Carriers have been using LCR for a while, and now it is being embraced for enterprises that want to cut expenses.
Most enterprises that use LCR are able to lower termination costs by at least 40 percent, TransNexus reported.
They want the same kind of lower costs that carriers find with LCR. But many enterprises have insufficient knowledge about the telecom sector.
"Most large enterprises have underdeveloped skills in the telecommunications space," Jim Dalton, president of TransNexus, said in a statement carried by TMCnet. "Managing such a network imposes heightened risk across the board if not done right."
There are examples of enterprises getting benefits from LCR.
For example, Mark Adams, the owner of Ohio-based Infinity Marketing, an enterprise that recently implemented LCR, said, "When I told my providers that we had deployed an LCR solution, many of them offered us lower rates. Just installing the LCR software gave us an immediate return on our investment."
The need to cut costs is underscored by recent data included in a TransNexus report called “Telecom Carrier Solutions Adapted for the Enterprise.” The top 100 U.S. employers have an average of over 200,000 employees, according to data cited from the U.S. Securities and Exchange Commission.
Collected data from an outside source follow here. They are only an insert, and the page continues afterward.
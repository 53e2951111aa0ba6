use super::point::Point;
use crate::EPSILON;

/// The turn direction of three consecutive points, `p -> q -> r`.
#[derive(Debug, Clone, Copy, PartialEq, Eq)]
pub enum Orientation {
  CounterClockwise,
  Clockwise,
  Collinear,
}

use Orientation::*;

impl Orientation {
  /// How does the path `p -> q -> r` turn?
  ///
  /// Computed from the signed area of the triangle `(p, q, r)`; values whose
  /// magnitude is within [`EPSILON`] of zero are treated as collinear, since
  /// the core does not carry exact arithmetic (see the crate's Non-goals).
  ///
  /// ```rust
  /// # use layout_geom_core::geometry::{Point, Orientation};
  /// let p = Point::new(0.0, 0.0);
  /// let q = Point::new(0.0, 1.0);
  /// assert!(Orientation::new(&p, &q, &Point::new(0.0, 2.0)).is_collinear());
  /// assert!(Orientation::new(&p, &q, &Point::new(-1.0, 2.0)).is_ccw());
  /// assert!(Orientation::new(&p, &q, &Point::new(1.0, 2.0)).is_cw());
  /// ```
  pub fn new(p: &Point, q: &Point, r: &Point) -> Orientation {
    let pq = q.as_vec() - p.as_vec();
    let pr = r.as_vec() - p.as_vec();
    let cross = pq.cross(&pr);
    if cross > EPSILON {
      CounterClockwise
    } else if cross < -EPSILON {
      Clockwise
    } else {
      Collinear
    }
  }

  pub fn is_collinear(self) -> bool {
    self == Collinear
  }

  pub fn is_ccw(self) -> bool {
    self == CounterClockwise
  }

  pub fn is_cw(self) -> bool {
    self == Clockwise
  }

  pub fn reverse(self) -> Orientation {
    match self {
      CounterClockwise => Clockwise,
      Clockwise => CounterClockwise,
      Collinear => Collinear,
    }
  }
}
That means there are more than 100,000 phone lines in the company.
In addition, 99 percent of telephone carriers have 100,000 or fewer lines in operation, the Federal Communications Commission said. That means non-telephone enterprises are often managing a network which is bigger than the one found at many carriers.
The TransNexus report also shows that 23 percent of telecom invoices at businesses contain errors each month, according to the Aberdeen Group. This is another issue that needs to be addressed.